It begins with the following statement of purpose: “This memorandum offers administrative relief options to promote family unity, foster economic growth, achieve significant process improvements and reduce the threat of removal for certain individuals present in the United States without authorization. It includes recommendations regarding implementation timeframes and required resources.”
The memo suggests that “to promote family unity”, the USCIS could re-interpret two previous agency memos to enable persons who entered the U.S. without inspection and were later granted Temporary Protected Status (TPS) to be paroled in order to allow them to adjust their status. Would this be a back door amnesty for a few hundred thousand persons in TPS status?

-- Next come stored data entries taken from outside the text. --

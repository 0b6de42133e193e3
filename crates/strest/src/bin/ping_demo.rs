//! Starts a bare server (no sharding) on the default ports, then dials it
//! over the binary transport and fires one `/ping`. Exercises the
//! end-to-end request/response path across the binary codec, the router,
//! and the connection pool in one process.

use std::time::Duration;

use strest::client::{ClientConfig, Pool};
use strest::protocol::{Method, Request};
use strest::server::{Server, ServerConfig};

#[tokio::main]
async fn main() -> Result<(), Box<dyn std::error::Error>> {
    strest::init_tracing();

    let config = ServerConfig::default()
        .json_bind_addr("127.0.0.1:8009")
        .binary_bind_addr("127.0.0.1:8010")
        .http_bind_addr("127.0.0.1:8011");
    let binary_addr = config.binary_bind_addr.clone();
    let server = Server::new(config);

    tokio::spawn(async move {
        if let Err(err) = server.run().await {
            tracing::error!(%err, "server exited");
        }
    });

    // Give the listeners a moment to bind before dialing in.
    tokio::time::sleep(Duration::from_millis(200)).await;

    let pool = Pool::connect(ClientConfig::new(binary_addr).pool_size(1)).await?;
    let resp = pool.call(Request::new("/ping", Method::Get)).await?;
    println!("ping -> status {} txn {}", resp.status_code, resp.txn_id);

    Ok(())
}
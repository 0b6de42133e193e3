//! Lossy stringification used by [`crate::DynMap::url_encode`], matching the
//! original `dynmap.ToString`.

use crate::Value;

pub(crate) fn to_string(value: &Value) -> String {
    match value {
        Value::Null => String::new(),
        Value::Bool(b) => b.to_string(),
        Value::Int(i) => i.to_string(),
        Value::Float(f) => f.to_string(),
        Value::Str(s) => s.clone(),
        Value::Bytes(b) => String::from_utf8_lossy(b).into_owned(),
        Value::List(_) | Value::Map(_) => String::new(),
    }
}
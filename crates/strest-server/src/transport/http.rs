//! The HTTP transport: a thin `axum` adapter translating `Request`/
//! `Response` to/from ordinary HTTP, the external interface left
//! unspecified beyond "one that maps to/from the wire model". Only
//! single-shot (`single`-accept) semantics are meaningful over plain HTTP;
//! a handler that tries to stream `continue` responses here will see only
//! its final `completed` response reach the caller.
//!
//! Follows the original's `ToStrestRequest`: the `Strest-Txn-Id` and
//! `Strest-Txn-Accept` headers seed the transaction (accept defaults to
//! `single` if absent or unrecognized), the query string is decoded into
//! params the same way a form body is, and a JSON body is merged in on top
//! of both.

use std::sync::Arc;

use axum::body::Bytes;
use axum::extract::{OriginalUri, State};
use axum::http::{HeaderMap, Method as HttpMethod, StatusCode};
use axum::response::{IntoResponse, Response as AxumResponse};
use axum::Router as AxumRouter;
use strest_protocol::{Method, Request, Response, TxnAccept};
use strest_types::DynMap;
use tokio::sync::broadcast;

use crate::dispatch::dispatch;
use crate::error::ServerError;
use crate::router::Router;

const TXN_ID_HEADER: &str = "strest-txn-id";
const TXN_ACCEPT_HEADER: &str = "strest-txn-accept";

pub fn app(router: Arc<Router>) -> AxumRouter {
    AxumRouter::new().fallback(handle).with_state(router)
}

async fn handle(
    State(router): State<Arc<Router>>,
    method: HttpMethod,
    OriginalUri(uri): OriginalUri,
    headers: HeaderMap,
    body: Bytes,
) -> AxumResponse {
    let Some(strest_method) = to_strest_method(&method) else {
        return StatusCode::METHOD_NOT_ALLOWED.into_response();
    };

    let req = to_strest_request(strest_method, &uri, &headers, &body);
    let txn_id = req.txn_id.clone();

    let mut rx = dispatch(router, req);
    let resp = rx.recv().await.unwrap_or_else(|| {
        let mut r = Response::new(txn_id, 500);
        r.status_message = "handler produced no response".to_string();
        r
    });

    to_axum_response(resp)
}

/// Builds a `Request` from the pieces of an inbound HTTP request: the
/// `Strest-Txn-Id`/`Strest-Txn-Accept` headers seed the transaction, the
/// query string and (for a form body) the request body both decode into
/// params via the same bracket-notation rules, and a JSON body is merged on
/// top of either.
fn to_strest_request(method: Method, uri: &axum::http::Uri, headers: &HeaderMap, body: &[u8]) -> Request {
    let mut req = Request::new(uri.path().to_string(), method);
    req.txn_id = header_str(headers, TXN_ID_HEADER)
        .map(str::to_string)
        .unwrap_or_else(strest_protocol::new_txn_id);
    req.txn_accept = header_str(headers, TXN_ACCEPT_HEADER)
        .and_then(|v| TxnAccept::from_str(v).ok())
        .unwrap_or(TxnAccept::Single);

    if let Some(query) = uri.query() {
        req.params.put_all(&DynMap::url_decode(query));
    }

    if !body.is_empty() {
        let content_type = header_str(headers, "content-type").unwrap_or("");
        if content_type.starts_with("application/x-www-form-urlencoded") {
            let form = String::from_utf8_lossy(body);
            req.params.put_all(&DynMap::url_decode(&form));
        } else if let Ok(params) = serde_json::from_slice::<DynMap>(body) {
            req.params.put_all(&params);
        }
    }
    req
}

fn header_str<'a>(headers: &'a HeaderMap, name: &str) -> Option<&'a str> {
    headers.get(name).and_then(|v| v.to_str().ok())
}

fn to_strest_method(method: &HttpMethod) -> Option<Method> {
    match method.as_str() {
        "GET" => Some(Method::Get),
        "POST" => Some(Method::Post),
        "PUT" => Some(Method::Put),
        "DELETE" => Some(Method::Delete),
        _ => None,
    }
}

fn to_axum_response(resp: Response) -> AxumResponse {
    let status = StatusCode::from_u16(resp.status_code).unwrap_or(StatusCode::INTERNAL_SERVER_ERROR);
    let json = resp.to_json().unwrap_or_else(|_| serde_json::json!({}));
    (status, axum::Json(json)).into_response()
}

pub async fn serve(
    bind_addr: &str,
    router: Arc<Router>,
    mut shutdown_rx: broadcast::Receiver<()>,
) -> Result<(), ServerError> {
    let listener = tokio::net::TcpListener::bind(bind_addr).await?;
    tracing::info!(%bind_addr, "http transport listening");
    axum::serve(listener, app(router))
        .with_graceful_shutdown(async move {
            let _ = shutdown_rx.recv().await;
            tracing::info!("http transport shutting down");
        })
        .await
        .map_err(|e| ServerError::Io(std::io::Error::other(e)))
}

#[cfg(test)]
mod tests {
    use super::*;
    use axum::http::{HeaderValue, Uri};

    fn uri(s: &str) -> Uri {
        s.parse().unwrap()
    }

    #[test]
    fn honors_txn_id_and_accept_headers() {
        let mut headers = HeaderMap::new();
        headers.insert(TXN_ID_HEADER, HeaderValue::from_static("client-supplied-id"));
        headers.insert(TXN_ACCEPT_HEADER, HeaderValue::from_static("multi"));

        let req = to_strest_request(Method::Get, &uri("/ping"), &headers, b"");
        assert_eq!(req.txn_id, "client-supplied-id");
        assert_eq!(req.txn_accept, TxnAccept::Multi);
    }

    #[test]
    fn allocates_a_txn_id_and_defaults_accept_when_headers_are_absent() {
        let req = to_strest_request(Method::Get, &uri("/ping"), &HeaderMap::new(), b"");
        assert!(!req.txn_id.is_empty());
        assert_eq!(req.txn_accept, TxnAccept::Single);
    }

    #[test]
    fn unrecognized_accept_header_falls_back_to_single() {
        let mut headers = HeaderMap::new();
        headers.insert(TXN_ACCEPT_HEADER, HeaderValue::from_static("bogus"));
        let req = to_strest_request(Method::Get, &uri("/ping"), &headers, b"");
        assert_eq!(req.txn_accept, TxnAccept::Single);
    }

    #[test]
    fn get_query_string_populates_params() {
        let req = to_strest_request(Method::Get, &uri("/search?q=rust&page=2"), &HeaderMap::new(), b"");
        assert_eq!(req.params.get_str("q"), Some("rust"));
        assert_eq!(req.params.get_i64("page"), Some(2));
    }

    #[test]
    fn post_form_body_populates_params() {
        let mut headers = HeaderMap::new();
        headers.insert("content-type", HeaderValue::from_static("application/x-www-form-urlencoded"));
        let req = to_strest_request(Method::Post, &uri("/users"), &headers, b"name=ada&age=36");
        assert_eq!(req.params.get_str("name"), Some("ada"));
        assert_eq!(req.params.get_i64("age"), Some(36));
    }

    #[test]
    fn post_json_body_populates_params() {
        let mut headers = HeaderMap::new();
        headers.insert("content-type", HeaderValue::from_static("application/json"));
        let req = to_strest_request(Method::Post, &uri("/users"), &headers, br#"{"name":"ada"}"#);
        assert_eq!(req.params.get_str("name"), Some("ada"));
    }

    #[test]
    fn query_string_and_json_body_both_contribute_params() {
        let mut headers = HeaderMap::new();
        headers.insert("content-type", HeaderValue::from_static("application/json"));
        let req = to_strest_request(Method::Put, &uri("/users/1?source=import"), &headers, br#"{"name":"ada"}"#);
        assert_eq!(req.params.get_str("source"), Some("import"));
        assert_eq!(req.params.get_str("name"), Some("ada"));
    }
}
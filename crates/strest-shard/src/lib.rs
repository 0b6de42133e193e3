//! Sharded routing for STREST services: a replica-aware [`RouterTable`],
//! the [`ShardManager`] that owns it and the client pools to every peer,
//! and the `/__c/*` rebalance control protocol served alongside
//! application routes.
#![warn(missing_debug_implementations, rust_2018_idioms, unreachable_pub)]
#![deny(unsafe_code)]

pub mod control;
mod config;
mod error;
mod manager;
mod partitioner;
mod router_table;

pub use config::ShardConfig;
pub use error::ShardError;
pub use manager::ShardManager;
pub use partitioner::{NullPartitioner, Partitioner};
pub use router_table::{RouterEntry, RouterTable};
//! The length-prefixed binary frame format, byte-for-byte ported from
//! `cheshire/protocol_bin.go`. All integers are big-endian. A length prefix
//! is an `i16` unless the field is `params` or `content`, which use `i32`.
//! A negative length is rejected before any allocation.

use bytes::{BufMut, BytesMut};
use strest_types::DynMap;
use tokio::io::{AsyncRead, AsyncReadExt, AsyncWrite, AsyncWriteExt};

use crate::envelope::{Request, Response, ShardRequest};
use crate::error::ProtocolError;
use crate::wire::{ContentEncoding, Method, ParamEncoding, TxnAccept, TxnStatus};

/// Caps how large a single length-prefixed field is allowed to declare
/// itself before we allocate a buffer for it, guarding against a malicious
/// or corrupt peer claiming a multi-gigabyte field.
const MAX_FIELD_LEN: usize = 64 * 1024 * 1024;

fn put_i16_string(buf: &mut BytesMut, s: &str) {
    buf.put_i16(s.len() as i16);
    buf.put_slice(s.as_bytes());
}

fn put_i32_bytes(buf: &mut BytesMut, b: &[u8]) {
    buf.put_i32(b.len() as i32);
    buf.put_slice(b);
}

async fn read_i16_string<R: AsyncRead + Unpin>(r: &mut R) -> Result<String, ProtocolError> {
    let len = r.read_i16().await?;
    if len < 0 {
        return Err(ProtocolError::NegativeLength { length: len as i64 });
    }
    let len = len as usize;
    if len > MAX_FIELD_LEN {
        return Err(ProtocolError::FieldTooLarge { size: len, max: MAX_FIELD_LEN });
    }
    let mut buf = vec![0u8; len];
    r.read_exact(&mut buf).await?;
    Ok(String::from_utf8_lossy(&buf).into_owned())
}

async fn read_i32_bytes<R: AsyncRead + Unpin>(r: &mut R) -> Result<Vec<u8>, ProtocolError> {
    let len = r.read_i32().await?;
    if len < 0 {
        return Err(ProtocolError::NegativeLength { length: len as i64 });
    }
    let len = len as usize;
    if len > MAX_FIELD_LEN {
        return Err(ProtocolError::FieldTooLarge { size: len, max: MAX_FIELD_LEN });
    }
    let mut buf = vec![0u8; len];
    r.read_exact(&mut buf).await?;
    Ok(buf)
}

fn encode_params(encoding: ParamEncoding, params: &DynMap) -> Result<Vec<u8>, ProtocolError> {
    match encoding {
        ParamEncoding::Json => Ok(serde_json::to_vec(params)?),
        ParamEncoding::MsgPack => Ok(rmp_serde::to_vec(params)?),
    }
}

fn decode_params(encoding: ParamEncoding, bytes: &[u8]) -> Result<DynMap, ProtocolError> {
    if bytes.is_empty() {
        return Ok(DynMap::new());
    }
    match encoding {
        ParamEncoding::Json => Ok(serde_json::from_slice(bytes)?),
        ParamEncoding::MsgPack => Ok(rmp_serde::from_slice(bytes)?),
    }
}

fn put_shard(buf: &mut BytesMut, shard: &ShardRequest) {
    buf.put_i16(shard.partition as i16);
    put_i16_string(buf, &shard.key);
    buf.put_i64(shard.revision);
}

async fn read_shard<R: AsyncRead + Unpin>(r: &mut R) -> Result<ShardRequest, ProtocolError> {
    let partition = r.read_i16().await? as i32;
    let key = read_i16_string(r).await?;
    let revision = r.read_i64().await?;
    Ok(ShardRequest { partition, key, revision })
}

/// Encodes the `Hello` frame sent at the start of a binary connection: an
/// `i8` encoding selector (always `json`, matching the original
/// `WriteHello`) followed by a length-prefixed JSON object.
pub fn encode_hello(hello: &DynMap) -> Result<Vec<u8>, ProtocolError> {
    let mut hello = hello.clone();
    hello.put_if_absent("v", crate::envelope::STREST_VERSION);
    hello.put_if_absent("useragent", "strest-rust");
    let mut buf = BytesMut::new();
    buf.put_i8(ParamEncoding::Json.wire_id());
    put_i16_string(&mut buf, &serde_json::to_string(&hello)?);
    Ok(buf.to_vec())
}

pub async fn decode_hello<R: AsyncRead + Unpin>(r: &mut R) -> Result<DynMap, ProtocolError> {
    let encoding_id = r.read_i8().await?;
    let _encoding = ParamEncoding::from_wire_id(encoding_id)?;
    let json = read_i16_string(r).await?;
    Ok(serde_json::from_str(&json)?)
}

pub fn encode_request(req: &Request) -> Result<Vec<u8>, ProtocolError> {
    let mut buf = BytesMut::new();
    put_shard(&mut buf, &req.shard);
    put_i16_string(&mut buf, &req.txn_id);
    buf.put_i8(req.txn_accept.wire_id());
    buf.put_i8(req.method.wire_id());
    put_i16_string(&mut buf, &req.uri);
    buf.put_i8(req.param_encoding.wire_id());
    let params_bytes = encode_params(req.param_encoding, &req.params)?;
    put_i32_bytes(&mut buf, &params_bytes);
    buf.put_i8(req.content_encoding.wire_id());
    put_i32_bytes(&mut buf, &req.content);
    Ok(buf.to_vec())
}

pub async fn decode_request<R: AsyncRead + Unpin>(r: &mut R) -> Result<Request, ProtocolError> {
    let shard = read_shard(r).await?;
    let txn_id = read_i16_string(r).await?;
    let txn_accept = TxnAccept::from_wire_id(r.read_i8().await?)?;
    let method = Method::from_wire_id(r.read_i8().await?)?;
    let uri = read_i16_string(r).await?;
    let param_encoding = ParamEncoding::from_wire_id(r.read_i8().await?)?;
    let params_bytes = read_i32_bytes(r).await?;
    let params = decode_params(param_encoding, &params_bytes)?;
    let content_encoding = ContentEncoding::from_wire_id(r.read_i8().await?)?;
    let content = read_i32_bytes(r).await?;

    Ok(Request {
        version: crate::envelope::STREST_VERSION,
        user_agent: String::new(),
        txn_id,
        txn_accept,
        uri,
        method,
        params,
        param_encoding,
        content_encoding,
        content,
        shard,
    })
}

pub fn encode_response(resp: &Response) -> Result<Vec<u8>, ProtocolError> {
    let mut buf = BytesMut::new();
    put_i16_string(&mut buf, &resp.txn_id);
    buf.put_i8(resp.txn_status.wire_id());
    buf.put_i16(resp.status_code as i16);
    put_i16_string(&mut buf, &resp.status_message);
    buf.put_i8(resp.param_encoding.wire_id());
    let params_bytes = encode_params(resp.param_encoding, &resp.params)?;
    put_i32_bytes(&mut buf, &params_bytes);
    buf.put_i8(resp.content_encoding.wire_id());
    put_i32_bytes(&mut buf, &resp.content);
    Ok(buf.to_vec())
}

pub async fn decode_response<R: AsyncRead + Unpin>(r: &mut R) -> Result<Response, ProtocolError> {
    let txn_id = read_i16_string(r).await?;
    let txn_status = TxnStatus::from_wire_id(r.read_i8().await?)?;
    let status_code = r.read_i16().await? as u16;
    let status_message = read_i16_string(r).await?;
    let param_encoding = ParamEncoding::from_wire_id(r.read_i8().await?)?;
    let params_bytes = read_i32_bytes(r).await?;
    let params = decode_params(param_encoding, &params_bytes)?;
    let content_encoding = ContentEncoding::from_wire_id(r.read_i8().await?)?;
    let content = read_i32_bytes(r).await?;

    Ok(Response {
        txn_id,
        txn_status,
        status_code,
        status_message,
        param_encoding,
        content_encoding,
        content,
        params,
    })
}

/// Writes an already-encoded frame to the connection. Transports are
/// expected to serialize writes per connection (a single writer task or a
/// write lock) so interleaved responses never interleave their bytes; this
/// function itself performs a single `write_all`.
pub async fn write_frame<W: AsyncWrite + Unpin>(w: &mut W, frame: &[u8]) -> Result<(), ProtocolError> {
    w.write_all(frame).await?;
    w.flush().await?;
    Ok(())
}

#[cfg(test)]
mod tests {
    use super::*;
    use std::io::Cursor;

    #[tokio::test]
    async fn ping_request_matches_exact_byte_layout() {
        // GET /ping, txn id "x", single accept, no shard, empty JSON
        // params, empty bytes content.
        let mut req = Request::new("/ping", Method::Get);
        req.txn_id = "x".to_string();

        let encoded = encode_request(&req).unwrap();

        let mut expected = Vec::new();
        expected.extend_from_slice(&(-1i16).to_be_bytes()); // shard partition
        expected.extend_from_slice(&(0i16).to_be_bytes()); // shard key len
        expected.extend_from_slice(&(0i64).to_be_bytes()); // shard revision
        expected.extend_from_slice(&(1i16).to_be_bytes()); // txn id len
        expected.push(b'x');
        expected.push(0); // accept = single
        expected.push(0); // method = GET
        expected.extend_from_slice(&(5i16).to_be_bytes()); // uri len
        expected.extend_from_slice(b"/ping");
        expected.push(0); // paramEncoding = json
        expected.extend_from_slice(&(2i32).to_be_bytes()); // params len
        expected.extend_from_slice(b"{}");
        expected.push(1); // contentEncoding = bytes
        expected.extend_from_slice(&(0i32).to_be_bytes()); // content len

        assert_eq!(encoded, expected);
    }

    #[tokio::test]
    async fn request_round_trips_through_decode() {
        let mut req = Request::new("/echo", Method::Post);
        req.txn_id = "42".to_string();
        req.params.put("name", "trendrr");
        req.content = b"payload".to_vec();

        let bytes = encode_request(&req).unwrap();
        let mut cursor = Cursor::new(bytes);
        let decoded = decode_request(&mut cursor).await.unwrap();

        assert_eq!(decoded.txn_id, "42");
        assert_eq!(decoded.uri, "/echo");
        assert_eq!(decoded.method, Method::Post);
        assert_eq!(decoded.params.get_str("name"), Some("trendrr"));
        assert_eq!(decoded.content, b"payload");
        assert_eq!(decoded.shard.partition, -1);
    }

    #[tokio::test]
    async fn response_round_trips_through_decode() {
        let mut resp = Response::ok("7");
        resp.params.put("answer", 42i64);

        let bytes = encode_response(&resp).unwrap();
        let mut cursor = Cursor::new(bytes);
        let decoded = decode_response(&mut cursor).await.unwrap();

        assert_eq!(decoded.txn_id, "7");
        assert_eq!(decoded.status_code, 200);
        assert_eq!(decoded.params.get_i64("answer"), Some(42));
    }

    #[tokio::test]
    async fn negative_length_prefix_is_rejected() {
        let mut cursor = Cursor::new(vec![0xFFu8, 0xFF]); // i16 = -1
        let err = read_i16_string(&mut cursor).await.unwrap_err();
        assert!(matches!(err, ProtocolError::NegativeLength { .. }));
    }

    #[tokio::test]
    async fn msgpack_param_encoding_round_trips() {
        let mut req = Request::new("/echo", Method::Post);
        req.txn_id = "1".to_string();
        req.param_encoding = ParamEncoding::MsgPack;
        req.params.put("x", 1i64);

        let bytes = encode_request(&req).unwrap();
        let mut cursor = Cursor::new(bytes);
        let decoded = decode_request(&mut cursor).await.unwrap();
        assert_eq!(decoded.param_encoding, ParamEncoding::MsgPack);
        assert_eq!(decoded.params.get_i64("x"), Some(1));
    }
}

Consider a person who entered the U.S. from El Salvador many years ago and was granted TPS. In accordance with the law, he was granted employment authorization, and has been working and paying taxes in the U.S. since then. A few years ago, he married a citizen of the U.S. and they have two children together, a son and a daughter. However, despite his legal status in the U.S., he will never be able to adjust his status to permanent resident. As the memo suggests, if the USCIS deemed him to be a parolee, he would be able to adjust his status and eventually apply to become a citizen. Problem solved. The family would no longer have to worry about him having to leave the U.S. This would be the just and humane thing to do, and is light years away from granting him amnesty. The number of persons with TPS who would be eligible to adjust status in the U.S. would be a small fraction of the total.
The memo also proposes increased cooperation between the USCIS and the Department of Commerce to encourage persons to participate in the immigration investor (EB-5) program in order to create jobs for American workers. It also recommends considering the expansion of the “dual intent” concept to cover long-term non-immigrants in F, O, TN, P, and E status.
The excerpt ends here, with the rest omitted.